For many viewers, this was the darkest hour. For me, it was cathartic for a plethora of reasons. Being Black in America often means having to be strong enough and confident to believe in our own minds. We spend an upsetting amount of time questioning ourselves, wishing to find any other reason than racism to explain every inappropriate joke, belittling comment, and devastating experience we encounter because of our existence and the times we do not question ourselves, we are interrogated by others who have all been unconditionally conditioned to dismiss Black opinion. Now Black Mirror was reflecting this back upon the screen. White folks, non-Black people of color, all of them pulling the lever and smiling with glee, deriving their pleasure from so much Black pain.

Even as Rolo falls to the ground in the final twist and Nish reveals that she has poisoned him and plans to exact revenge on him for what he’d done to her father, the inmate. I neither felt surprised nor blindsided. I remembered her affirmation from before, mmhm! That is not a phrase Black women use lightly.

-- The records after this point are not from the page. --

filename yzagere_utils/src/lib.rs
pub mod serde;

/// Returns the version string of the running build.
///
/// Release builds may override it by setting `YZAGERE_VERSION` at compile time.
pub const fn yzagere_version() -> &'static str {
    match option_env!("YZAGERE_VERSION") {
        Some(version) => version,
        None => env!("CARGO_PKG_VERSION"),
    }
}

pub trait Apply {
    /// Applies the function `f` only if `value` is `Some(...)` and provides the
    /// contained value to `f`.
    ///
    /// #### Example
    /// ```rust
    /// # use yzagere_utils::Apply;
    /// fn reply_to(subject: String, name: Option<&str>) -> String {
    ///     subject.apply_map(name, |slf, name| format!("{slf} ({name})"))
    /// }
    /// assert_eq!(reply_to("Lead".into(), None), "Lead");
    /// assert_eq!(reply_to("Lead".into(), Some("Jane")), "Lead (Jane)");
    /// ```
    fn apply_map<U>(self, value: Option<U>, f: impl FnOnce(Self, U) -> Self) -> Self
    where
        Self: Sized,
    {
        if let Some(value) = value {
            f(self, value)
        } else {
            self
        }
    }
}

impl<T> Apply for T {}

#[macro_export]
macro_rules! assert_matches {
    ($expr:expr, $pat:pat) => {
        match ($expr) {
            $pat => (),
            val => ::core::panic!(
                "Assertion failed: Value {val:?} did not match pattern {}",
                ::core::stringify!($pat)
            ),
        }
    };
    ($expr:expr, $pat:pat if $pred:expr) => {{
        let val = $expr;
        match (&val) {
            $pat if $pred => (),
            #[allow(unused_variables, reason = "bindings are only used by the predicate")]
            $pat => ::core::panic!(
                "Assertion failed: Value {val:?} does not match predicate {}",
                ::core::stringify!($pred)
            ),
            _ => ::core::panic!(
                "Assertion failed: Value {val:?} did not match pattern {}",
                ::core::stringify!($pat)
            ),
        }
    }};
}
pub mod email;
pub mod serve;
pub mod submit;
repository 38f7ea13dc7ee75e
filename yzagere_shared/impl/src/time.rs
use chrono::{DateTime, Utc};
use yzagere_shared_contracts::time::TimeService;

/// Wall clock backed by the system time.
#[derive(Debug, Clone, Copy, Default)]
pub struct TimeServiceImpl;

impl TimeService for TimeServiceImpl {
    fn now(&self) -> DateTime<Utc> {
        Utc::now()
    }
}
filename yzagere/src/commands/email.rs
use anyhow::ensure;
use clap::Subcommand;
use yzagere_config::Config;
use yzagere_email_contracts::{Email, EmailBody, EmailService};
use yzagere_models::email_address::EmailAddressWithName;

use crate::email;

#[derive(Debug, Subcommand)]
pub enum EmailCommand {
    /// Test email deliverability
    Test {
        /// Defaults to the inbox receiving the leads
        recipient: Option<EmailAddressWithName>,
    },
}

impl EmailCommand {
    pub async fn invoke(self, config: Config) -> anyhow::Result<()> {
        match self {
            EmailCommand::Test { recipient } => test(config, recipient).await,
        }
    }
}

async fn test(config: Config, recipient: Option<EmailAddressWithName>) -> anyhow::Result<()> {
    let email_service = email::connect(&config.email)?;

    let ok = email_service
        .send(Email {
            recipient: recipient.unwrap_or(config.contact.recipient),
            subject: "Email Deliverability Test".into(),
            body: EmailBody::Text("Email deliverability seems to be working!".into()),
            reply_to: None,
        })
        .await?;

    ensure!(ok, "Failed to send email");

    Ok(())
}
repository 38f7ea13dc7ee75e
pub mod contact;
pub mod email_address;
mod macros;
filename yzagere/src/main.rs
use anyhow::Context;
use clap::{CommandFactory, Parser, Subcommand};
use clap_complete::Shell;
use tracing_subscriber::{layer::SubscriberExt, util::SubscriberInitExt, EnvFilter, Layer};
use yzagere::commands::{email::EmailCommand, serve::serve, submit::SubmitCommand};
use yzagere_utils::yzagere_version;

#[tokio::main]
async fn main() -> anyhow::Result<()> {
    let cli = Cli::parse();

    if let Command::Completion { shell } = cli.command {
        clap_complete::generate(
            shell,
            &mut Cli::command(),
            env!("CARGO_BIN_NAME"),
            &mut std::io::stdout(),
        );
        return Ok(());
    }

    init_tracing();

    let config = yzagere_config::load().context("Failed to load config")?;

    match cli.command {
        Command::Serve => serve(config).await?,
        Command::Email { command } => command.invoke(config).await?,
        Command::Submit(command) => command.invoke(config).await?,
        Command::CheckConfig { verbose } => {
            verbose.then(|| println!("{config:#?}"));
        }
        Command::Completion { .. } => unreachable!(),
    }

    Ok(())
}

#[derive(Debug, Parser)]
#[command(version = yzagere_version())]
struct Cli {
    #[command(subcommand)]
    command: Command,
}

#[derive(Debug, Subcommand)]
enum Command {
    /// Start the REST API server receiving contact form submissions
    #[command(aliases(["run", "start", "r", "s"]))]
    Serve,
    /// Test email deliverability
    #[command(aliases(["e"]))]
    Email {
        #[command(subcommand)]
        command: EmailCommand,
    },
    /// Send a test submission to the contact endpoint
    #[command(aliases(["t"]))]
    Submit(SubmitCommand),
    /// Validate configuration
    CheckConfig {
        /// Print a debug representation of the config
        #[arg(short, long)]
        verbose: bool,
    },
    /// Generate shell completions
    Completion {
        /// The shell to generate completions for
        #[clap(value_enum)]
        shell: Shell,
    },
}

fn init_tracing() {
    let fmt_layer = tracing_subscriber::fmt::layer().with_writer(std::io::stderr);

    #[cfg(tracing_pretty)]
    let fmt_layer = fmt_layer.pretty();

    tracing_subscriber::registry()
        .with(fmt_layer.with_filter(EnvFilter::from_default_env()))
        .init();
}
use std::time::Duration;

use anyhow::ensure;
use lettre::{
    message::{header::ContentType, MessageBuilder, MultiPart},
    transport::smtp::authentication::Credentials,
    AsyncSmtpTransport, AsyncTransport, Message, Tokio1Executor,
};
use tracing::debug;
use yzagere_email_contracts::{Email, EmailBody, EmailService};
use yzagere_models::email_address::EmailAddressWithName;
use yzagere_utils::Apply;

#[derive(Debug, Clone)]
pub struct EmailServiceImpl {
    from: EmailAddressWithName,
    transport: AsyncSmtpTransport<Tokio1Executor>,
}

#[derive(Debug, Clone)]
pub struct SmtpTransportConfig {
    pub host: String,
    pub port: u16,
    pub tls: SmtpTls,
    pub username: String,
    pub password: Option<String>,
    pub timeout: Duration,
}

#[derive(Debug, Clone, Copy, PartialEq, Eq)]
pub enum SmtpTls {
    /// Plain connection upgraded with `STARTTLS`.
    StartTls,
    /// Implicit TLS from the first byte.
    Wrapper,
    /// No encryption at all. Only for local test servers.
    None,
}

impl EmailServiceImpl {
    pub fn new(config: &SmtpTransportConfig, from: EmailAddressWithName) -> anyhow::Result<Self> {
        let builder = match config.tls {
            SmtpTls::StartTls => AsyncSmtpTransport::<Tokio1Executor>::starttls_relay(&config.host)?,
            SmtpTls::Wrapper => AsyncSmtpTransport::<Tokio1Executor>::relay(&config.host)?,
            SmtpTls::None => AsyncSmtpTransport::<Tokio1Executor>::builder_dangerous(&config.host),
        };

        let transport = builder
            .port(config.port)
            .timeout(Some(config.timeout))
            .apply_map(config.password.clone(), |builder, password| {
                builder.credentials(Credentials::new(config.username.clone(), password))
            })
            .build();

        Ok(Self { from, transport })
    }
}

impl EmailService for EmailServiceImpl {
    async fn send(&self, email: Email) -> anyhow::Result<bool> {
        let message = build_message(&self.from, email)?;
        let response = self.transport.send(message).await?;
        debug!(code = %response.code(), "smtp server answered");
        Ok(response.is_positive())
    }

    async fn ping(&self) -> anyhow::Result<()> {
        ensure!(
            self.transport.test_connection().await?,
            "Failed to connect to smtp server"
        );
        Ok(())
    }
}

fn build_message(from: &EmailAddressWithName, email: Email) -> anyhow::Result<Message> {
    let builder = Message::builder()
        .from(from.0.clone())
        .to(email.recipient.0)
        .apply_map(email.reply_to.map(|x| x.0), MessageBuilder::reply_to)
        .subject(email.subject);

    let message = match email.body {
        EmailBody::Text(text) => builder.header(ContentType::TEXT_PLAIN).body(text)?,
        EmailBody::Html(html) => builder.header(ContentType::TEXT_HTML).body(html)?,
        EmailBody::Alternative { text, html } => {
            builder.multipart(MultiPart::alternative_plain_html(text, html))?
        }
    };

    Ok(message)
}

#[cfg(test)]
mod tests {
    use super::*;

    fn from() -> EmailAddressWithName {
        "\"Yzagere Enterprises\" <yzagere.enterprises@gmail.com>"
            .parse()
            .unwrap()
    }

    fn formatted(message: Message) -> String {
        String::from_utf8(message.formatted()).unwrap()
    }

    #[test]
    fn alternative_with_reply_to() {
        // Arrange
        let email = Email {
            recipient: "leads@example.com".parse().unwrap(),
            subject: "New Lead: Landscaping".into(),
            body: EmailBody::Alternative {
                text: "plain body".into(),
                html: "<p>html body</p>".into(),
            },
            reply_to: Some("jane@example.com".parse().unwrap()),
        };

        // Act
        let message = formatted(build_message(&from(), email).unwrap());

        // Assert
        assert!(message.contains("Reply-To: jane@example.com"));
        assert!(message.contains("To: leads@example.com"));
        assert!(message.contains("Subject: New Lead: Landscaping"));
        assert!(message.contains("multipart/alternative"));
        assert!(message.contains("plain body"));
        assert!(message.contains("<p>html body</p>"));
    }

    #[test]
    fn text_without_reply_to() {
        // Arrange
        let email = Email {
            recipient: "leads@example.com".parse().unwrap(),
            subject: "Email Deliverability Test".into(),
            body: EmailBody::Text("It works".into()),
            reply_to: None,
        };

        // Act
        let message = formatted(build_message(&from(), email).unwrap());

        // Assert
        assert!(!message.contains("Reply-To"));
        assert!(message.contains("Content-Type: text/plain"));
    }

    #[tokio::test]
    async fn new_with_credentials() {
        let config = SmtpTransportConfig {
            host: "smtp.sendgrid.net".into(),
            port: 587,
            tls: SmtpTls::StartTls,
            username: "apikey".into(),
            password: Some("secret".into()),
            timeout: Duration::from_secs(10),
        };

        EmailServiceImpl::new(&config, from()).unwrap();
    }
}
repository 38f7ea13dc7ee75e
macro_rules! nutype_string {
    ($ident:ident $( ( $($args:tt)* ) )?) => {
        #[::nutype::nutype(
            $( $($args)* , )?
            derive(
                Debug,
                Clone,
                PartialEq,
                Eq,
                Hash,
                TryFrom,
                Deref,
                AsRef,
                Display,
                Serialize,
                Deserialize,
            )
        )]
        pub struct $ident(String);
    };
}

pub(crate) use nutype_string;
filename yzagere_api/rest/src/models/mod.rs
pub mod contact;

As the story wraps, viewers find out for whom the mmhm! is intended: her mother, who after finding out the fate of her husband killed herself in grief, and whose consciousness now resides in Nish’s head. Nish leaves happily with her mother in her head, the stuffed monkey chirping, “Monkey loves you!” by her side, and a keychain of Rolo’s pain. Encapsulated for eternity and dangling from her rearview mirror, his pain on display for her pleasure forevermore.

I didn’t want to take satisfaction from “Black Museum”’s ending. I wish I could say that I derive no pleasure from pain, but I am human and Rolo was a motherfucker indeed. He was that motherfucker, some ol’ obnoxious and arrogant white man, who may have not directly put Nish’s father in prison but happily exploited the destruction of her entire family in the glorious name of business. He was also the motherfucker, the generic face of an oppressor that amassed fortune and power at the expense of humanity, and Nish becomes the prodigal daughter who returns to settle the score for all of us, who like Nish, are bound to the anger and the resentment and all the pain-pain-and-more-pain that we’ve inherited from my ancestors. And in a country that believes in the cowboy, we are taught to value power that comes at the expense of others.

Nish effectively takes her power when she burns down the Black Museum and rides off into the sunset with Monkey Loves You! and her Supremes-loving mother? Or is she bound to eventually come down from the high and still find herself an orphan, beholden to the ghost of her angry and grieving mother as well as a new passenger, a white woman abandoned by her Black husband, trapped in a monkey doll? Or is it that women all make the best of their situations whenever they can, savoring the small and maybe even the petty victories along the way?